**WORK INSTRUCTIONS**: Write out each line of the records that has "thread" in it.

══════════════════════════════

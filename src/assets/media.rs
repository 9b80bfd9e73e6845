use std::io::{Read, Write};
use std::path::{Path, PathBuf};
use std::process::{Command, Stdio};

use crate::foundation::error::{ReelError, ReelResult};

/// Internal audio mixing sample rate used across decode/mix/encode pipeline.
pub const MIX_SAMPLE_RATE: u32 = 48_000;

#[derive(Clone, Debug)]
/// Basic metadata about a source video file.
pub struct VideoSourceInfo {
    pub source_path: PathBuf,
    pub width: u32,
    pub height: u32,
    /// Nominal frame rate as reported by ffprobe; `0/1` when unknown.
    pub fps_num: u32,
    pub fps_den: u32,
    /// Container duration in seconds, 0 when ffprobe does not report one.
    pub duration_sec: f64,
}

impl VideoSourceInfo {
    /// Source frames per second, 0 when unknown.
    pub fn source_fps(&self) -> f64 {
        if self.fps_num == 0 || self.fps_den == 0 {
            0.0
        } else {
            f64::from(self.fps_num) / f64::from(self.fps_den)
        }
    }
}

/// Probe source video metadata through `ffprobe`.
pub fn probe_video(source_path: &Path) -> ReelResult<VideoSourceInfo> {
    #[derive(serde::Deserialize)]
    struct ProbeStream {
        codec_type: Option<String>,
        width: Option<u32>,
        height: Option<u32>,
        duration: Option<String>,
        r_frame_rate: Option<String>,
        avg_frame_rate: Option<String>,
    }
    #[derive(serde::Deserialize)]
    struct ProbeFormat {
        duration: Option<String>,
    }
    #[derive(serde::Deserialize)]
    struct ProbeOut {
        streams: Vec<ProbeStream>,
        format: Option<ProbeFormat>,
    }

    let out = Command::new("ffprobe")
        .args([
            "-v",
            "error",
            "-print_format",
            "json",
            "-show_streams",
            "-show_format",
        ])
        .arg(source_path)
        .output()
        .map_err(|e| ReelError::asset_load(format!("failed to run ffprobe: {e}")))?;
    if !out.status.success() {
        return Err(ReelError::asset_load(format!(
            "ffprobe failed for '{}': {}",
            source_path.display(),
            String::from_utf8_lossy(&out.stderr).trim()
        )));
    }

    let parsed: ProbeOut = serde_json::from_slice(&out.stdout)
        .map_err(|e| ReelError::asset_load(format!("ffprobe json parse failed: {e}")))?;
    let video_stream = parsed
        .streams
        .iter()
        .find(|s| s.codec_type.as_deref() == Some("video"))
        .ok_or_else(|| ReelError::asset_load("no video stream found"))?;
    let width = video_stream
        .width
        .ok_or_else(|| ReelError::asset_load("missing video width from ffprobe"))?;
    let height = video_stream
        .height
        .ok_or_else(|| ReelError::asset_load("missing video height from ffprobe"))?;
    let duration_sec = video_stream
        .duration
        .as_deref()
        .or(parsed.format.as_ref().and_then(|f| f.duration.as_deref()))
        .and_then(|s| s.parse::<f64>().ok())
        .filter(|d| d.is_finite() && *d > 0.0)
        .unwrap_or(0.0);
    let (fps_num, fps_den) = [&video_stream.avg_frame_rate, &video_stream.r_frame_rate]
        .into_iter()
        .filter_map(|r| r.as_deref().and_then(parse_ff_ratio))
        .next()
        .unwrap_or((0, 1));

    Ok(VideoSourceInfo {
        source_path: source_path.to_path_buf(),
        width,
        height,
        fps_num,
        fps_den,
        duration_sec,
    })
}

/// Parse an ffprobe `num/den` rate. Zero rates (`0/0`) are rejected.
pub(crate) fn parse_ff_ratio(raw: &str) -> Option<(u32, u32)> {
    let (num, den) = raw.trim().split_once('/')?;
    let num = num.parse::<u32>().ok()?;
    let den = den.parse::<u32>().ok()?;
    (num > 0 && den > 0).then_some((num, den))
}

/// Decode up to `frame_count` consecutive straight-alpha RGBA frames starting at
/// `start_time_sec`, in one ffmpeg run.
///
/// Fewer frames (possibly none) come back when the seek lands near the end of the stream.
pub fn decode_video_frames_rgba8(
    source: &VideoSourceInfo,
    start_time_sec: f64,
    frame_count: u32,
) -> ReelResult<Vec<Vec<u8>>> {
    if frame_count == 0 {
        return Ok(Vec::new());
    }
    let expected_len = source.width as usize * source.height as usize * 4;
    if expected_len == 0 {
        return Err(ReelError::asset_load(
            "decoded video frame size is zero (invalid source dimensions)",
        ));
    }

    let out = Command::new("ffmpeg")
        .args(["-v", "error", "-ss", &format!("{:.6}", start_time_sec.max(0.0))])
        .arg("-i")
        .arg(&source.source_path)
        .args([
            "-an",
            "-frames:v",
            &frame_count.to_string(),
            "-f",
            "rawvideo",
            "-pix_fmt",
            "rgba",
            "pipe:1",
        ])
        .output()
        .map_err(|e| {
            ReelError::asset_load(format!("failed to run ffmpeg for video decode: {e}"))
        })?;

    if !out.status.success() {
        return Err(ReelError::asset_load(format!(
            "ffmpeg video decode failed for '{}': {}",
            source.source_path.display(),
            String::from_utf8_lossy(&out.stderr).trim()
        )));
    }
    if !out.stdout.len().is_multiple_of(expected_len) {
        return Err(ReelError::asset_load(format!(
            "ffmpeg returned {} bytes for '{}', not a multiple of the {expected_len}-byte frame",
            out.stdout.len(),
            source.source_path.display()
        )));
    }

    Ok(out
        .stdout
        .chunks_exact(expected_len)
        .take(frame_count as usize)
        .map(<[u8]>::to_vec)
        .collect())
}

#[derive(Clone, Debug)]
/// Decoded interleaved floating-point PCM.
pub struct AudioPcm {
    pub sample_rate: u32,
    pub channels: u16,
    pub interleaved_f32: Vec<f32>,
}

/// Decode an audio file to stereo interleaved `f32` PCM.
pub fn decode_audio_f32_stereo(path: &Path, sample_rate: u32) -> ReelResult<AudioPcm> {
    let out = Command::new("ffmpeg")
        .args(["-v", "error", "-i"])
        .arg(path)
        .args(pcm_output_args(sample_rate).iter())
        .output()
        .map_err(|e| ReelError::asset_load(format!("failed to run ffmpeg for audio decode: {e}")))?;
    if !out.status.success() {
        return Err(ReelError::asset_load(format!(
            "ffmpeg audio decode failed for '{}': {}",
            path.display(),
            String::from_utf8_lossy(&out.stderr).trim()
        )));
    }
    pcm_from_f32le(&out.stdout, sample_rate)
}

/// Decode encoded audio held in memory (e.g. a downloaded track) to stereo `f32` PCM.
pub fn decode_audio_bytes_f32_stereo(bytes: &[u8], sample_rate: u32) -> ReelResult<AudioPcm> {
    let mut child = Command::new("ffmpeg")
        .args(["-v", "error", "-i", "pipe:0"])
        .args(pcm_output_args(sample_rate).iter())
        .stdin(Stdio::piped())
        .stdout(Stdio::piped())
        .stderr(Stdio::piped())
        .spawn()
        .map_err(|e| ReelError::asset_load(format!("failed to run ffmpeg for audio decode: {e}")))?;

    let mut stdin = child
        .stdin
        .take()
        .ok_or_else(|| ReelError::asset_load("failed to open ffmpeg stdin"))?;
    let mut stdout = child
        .stdout
        .take()
        .ok_or_else(|| ReelError::asset_load("failed to open ffmpeg stdout"))?;

    // stdout must drain while stdin is written, or ffmpeg blocks on a full pipe.
    let drain = std::thread::spawn(move || {
        let mut buf = Vec::new();
        stdout.read_to_end(&mut buf).map(|_| buf)
    });
    let write_res = stdin.write_all(bytes);
    drop(stdin);

    let pcm_bytes = drain
        .join()
        .map_err(|_| ReelError::asset_load("ffmpeg stdout drain thread panicked"))?
        .map_err(|e| ReelError::asset_load(format!("ffmpeg stdout read failed: {e}")))?;
    let out = child
        .wait_with_output()
        .map_err(|e| ReelError::asset_load(format!("failed to wait for ffmpeg: {e}")))?;
    if !out.status.success() {
        return Err(ReelError::asset_load(format!(
            "ffmpeg audio decode failed: {}",
            String::from_utf8_lossy(&out.stderr).trim()
        )));
    }
    // A broken pipe is expected when ffmpeg stops reading early; only trust the exit status.
    if let Err(e) = write_res {
        tracing::debug!("ffmpeg stdin closed early: {e}");
    }
    pcm_from_f32le(&pcm_bytes, sample_rate)
}

fn pcm_output_args(sample_rate: u32) -> [String; 10] {
    [
        "-vn".into(),
        "-f".into(),
        "f32le".into(),
        "-acodec".into(),
        "pcm_f32le".into(),
        "-ac".into(),
        "2".into(),
        "-ar".into(),
        sample_rate.to_string(),
        "pipe:1".into(),
    ]
}

fn pcm_from_f32le(bytes: &[u8], sample_rate: u32) -> ReelResult<AudioPcm> {
    if !bytes.len().is_multiple_of(4) {
        return Err(ReelError::asset_load(
            "decoded audio byte length is not aligned to f32 samples",
        ));
    }
    let mut pcm = Vec::<f32>::with_capacity(bytes.len() / 4);
    for chunk in bytes.chunks_exact(4) {
        pcm.push(f32::from_le_bytes([chunk[0], chunk[1], chunk[2], chunk[3]]));
    }
    Ok(AudioPcm {
        sample_rate,
        channels: 2,
        interleaved_f32: pcm,
    })
}

/// Return `true` when both `ffmpeg` and `ffprobe` can be invoked from `PATH`.
pub fn ffmpeg_tools_available() -> bool {
    ["ffmpeg", "ffprobe"].iter().all(|tool| {
        Command::new(tool)
            .arg("-version")
            .stdout(Stdio::null())
            .stderr(Stdio::null())
            .status()
            .map(|s| s.success())
            .unwrap_or(false)
    })
}

#[cfg(test)]
#[path = "../../tests/unit/assets/media.rs"]
mod tests;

══════════════════════════════

**RESPONSE TO THIS TASK**:
    let drain = std::thread::spawn(move || {
        .map_err(|_| ReelError::asset_load("ffmpeg stdout drain thread panicked"))?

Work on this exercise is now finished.